A single number is expected: the count of lines below where the word "filename" occurs.

Stored items
- - - - - - -

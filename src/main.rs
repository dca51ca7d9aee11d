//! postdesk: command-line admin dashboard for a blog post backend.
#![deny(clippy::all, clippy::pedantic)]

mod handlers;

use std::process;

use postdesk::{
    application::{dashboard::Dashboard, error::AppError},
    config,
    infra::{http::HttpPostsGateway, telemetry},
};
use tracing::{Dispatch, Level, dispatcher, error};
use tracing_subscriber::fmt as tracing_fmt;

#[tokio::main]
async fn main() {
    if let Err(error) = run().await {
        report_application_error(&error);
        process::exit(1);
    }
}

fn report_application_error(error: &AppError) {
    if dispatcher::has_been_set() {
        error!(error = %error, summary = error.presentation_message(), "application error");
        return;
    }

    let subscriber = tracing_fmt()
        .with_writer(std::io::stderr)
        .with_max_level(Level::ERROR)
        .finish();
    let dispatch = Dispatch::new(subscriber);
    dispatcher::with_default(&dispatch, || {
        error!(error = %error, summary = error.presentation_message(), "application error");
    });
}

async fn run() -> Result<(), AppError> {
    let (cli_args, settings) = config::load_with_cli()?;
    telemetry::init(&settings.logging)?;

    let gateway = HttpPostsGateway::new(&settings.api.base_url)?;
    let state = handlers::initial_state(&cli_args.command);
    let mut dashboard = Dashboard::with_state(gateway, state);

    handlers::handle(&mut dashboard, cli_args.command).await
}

- - - - - - -

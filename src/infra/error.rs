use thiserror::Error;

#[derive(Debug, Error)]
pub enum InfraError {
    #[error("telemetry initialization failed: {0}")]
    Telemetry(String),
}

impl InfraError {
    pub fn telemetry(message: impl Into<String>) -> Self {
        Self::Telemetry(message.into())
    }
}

- - - - - - -

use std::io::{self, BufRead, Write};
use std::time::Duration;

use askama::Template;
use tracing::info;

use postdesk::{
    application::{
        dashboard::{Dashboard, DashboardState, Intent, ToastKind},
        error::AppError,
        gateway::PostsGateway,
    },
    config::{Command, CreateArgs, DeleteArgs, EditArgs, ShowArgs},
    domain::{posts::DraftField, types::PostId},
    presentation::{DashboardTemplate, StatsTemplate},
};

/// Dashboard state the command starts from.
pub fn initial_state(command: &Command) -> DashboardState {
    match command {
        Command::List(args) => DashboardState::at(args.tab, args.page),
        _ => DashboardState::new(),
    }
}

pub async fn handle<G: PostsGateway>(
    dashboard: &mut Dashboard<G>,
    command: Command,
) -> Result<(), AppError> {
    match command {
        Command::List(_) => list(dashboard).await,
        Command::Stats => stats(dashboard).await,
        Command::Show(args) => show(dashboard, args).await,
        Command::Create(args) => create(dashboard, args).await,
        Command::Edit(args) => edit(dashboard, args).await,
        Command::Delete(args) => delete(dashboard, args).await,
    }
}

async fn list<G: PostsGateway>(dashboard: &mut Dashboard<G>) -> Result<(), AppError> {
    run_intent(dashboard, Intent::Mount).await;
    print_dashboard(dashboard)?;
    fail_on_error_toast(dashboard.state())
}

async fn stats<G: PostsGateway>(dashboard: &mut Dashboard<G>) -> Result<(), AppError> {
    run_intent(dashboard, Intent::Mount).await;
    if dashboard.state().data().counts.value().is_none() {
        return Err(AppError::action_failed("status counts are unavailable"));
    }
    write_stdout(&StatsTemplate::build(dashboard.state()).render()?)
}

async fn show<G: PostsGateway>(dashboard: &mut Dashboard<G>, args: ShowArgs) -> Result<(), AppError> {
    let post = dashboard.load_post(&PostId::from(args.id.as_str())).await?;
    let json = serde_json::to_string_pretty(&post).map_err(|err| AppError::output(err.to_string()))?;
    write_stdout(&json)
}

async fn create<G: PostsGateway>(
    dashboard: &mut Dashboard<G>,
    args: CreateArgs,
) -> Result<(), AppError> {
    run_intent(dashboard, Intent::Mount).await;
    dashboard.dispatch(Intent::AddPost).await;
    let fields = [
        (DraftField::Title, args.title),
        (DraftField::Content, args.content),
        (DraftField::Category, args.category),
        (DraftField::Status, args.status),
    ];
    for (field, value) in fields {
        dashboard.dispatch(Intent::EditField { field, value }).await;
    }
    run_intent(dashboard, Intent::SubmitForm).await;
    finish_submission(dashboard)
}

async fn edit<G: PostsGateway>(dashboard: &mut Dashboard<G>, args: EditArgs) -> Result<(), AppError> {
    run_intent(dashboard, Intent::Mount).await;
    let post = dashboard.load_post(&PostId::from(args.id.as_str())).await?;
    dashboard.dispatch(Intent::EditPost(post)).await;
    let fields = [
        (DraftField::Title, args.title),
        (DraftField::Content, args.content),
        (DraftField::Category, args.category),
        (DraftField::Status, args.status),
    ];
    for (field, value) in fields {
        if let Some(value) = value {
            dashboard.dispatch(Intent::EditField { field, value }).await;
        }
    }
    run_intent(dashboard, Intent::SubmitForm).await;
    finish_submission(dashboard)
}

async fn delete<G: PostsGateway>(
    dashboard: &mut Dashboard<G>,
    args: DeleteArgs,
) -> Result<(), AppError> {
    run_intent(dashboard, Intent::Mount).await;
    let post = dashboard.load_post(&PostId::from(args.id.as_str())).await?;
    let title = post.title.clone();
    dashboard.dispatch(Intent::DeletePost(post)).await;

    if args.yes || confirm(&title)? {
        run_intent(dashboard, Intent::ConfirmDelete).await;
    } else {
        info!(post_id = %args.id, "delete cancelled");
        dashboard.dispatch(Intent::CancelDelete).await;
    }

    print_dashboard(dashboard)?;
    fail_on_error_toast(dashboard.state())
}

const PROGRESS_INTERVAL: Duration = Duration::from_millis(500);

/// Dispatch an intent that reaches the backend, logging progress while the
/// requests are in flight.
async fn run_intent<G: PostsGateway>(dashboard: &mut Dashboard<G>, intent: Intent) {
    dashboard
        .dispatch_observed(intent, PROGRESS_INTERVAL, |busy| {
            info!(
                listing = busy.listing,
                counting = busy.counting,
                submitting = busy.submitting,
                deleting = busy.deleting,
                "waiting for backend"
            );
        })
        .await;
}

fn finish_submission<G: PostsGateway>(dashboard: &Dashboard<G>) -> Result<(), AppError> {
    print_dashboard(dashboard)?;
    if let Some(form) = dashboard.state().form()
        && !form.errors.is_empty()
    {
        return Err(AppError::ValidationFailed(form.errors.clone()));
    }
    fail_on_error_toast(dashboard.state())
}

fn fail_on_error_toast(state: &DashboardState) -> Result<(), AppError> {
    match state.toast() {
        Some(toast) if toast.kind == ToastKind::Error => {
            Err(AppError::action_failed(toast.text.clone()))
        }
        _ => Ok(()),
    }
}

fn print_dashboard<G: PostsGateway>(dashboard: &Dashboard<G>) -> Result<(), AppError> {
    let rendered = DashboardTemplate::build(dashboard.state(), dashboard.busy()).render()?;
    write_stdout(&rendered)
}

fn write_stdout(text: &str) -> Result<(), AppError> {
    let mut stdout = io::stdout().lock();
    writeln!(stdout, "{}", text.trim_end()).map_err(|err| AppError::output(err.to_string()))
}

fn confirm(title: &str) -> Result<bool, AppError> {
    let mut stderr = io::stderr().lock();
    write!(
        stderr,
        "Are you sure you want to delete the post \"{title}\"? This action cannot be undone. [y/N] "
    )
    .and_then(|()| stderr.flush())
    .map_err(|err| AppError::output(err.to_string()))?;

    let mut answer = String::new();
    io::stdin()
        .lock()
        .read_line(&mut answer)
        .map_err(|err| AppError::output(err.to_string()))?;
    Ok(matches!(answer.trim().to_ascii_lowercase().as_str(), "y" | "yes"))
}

- - - - - - -

*Your response*: 2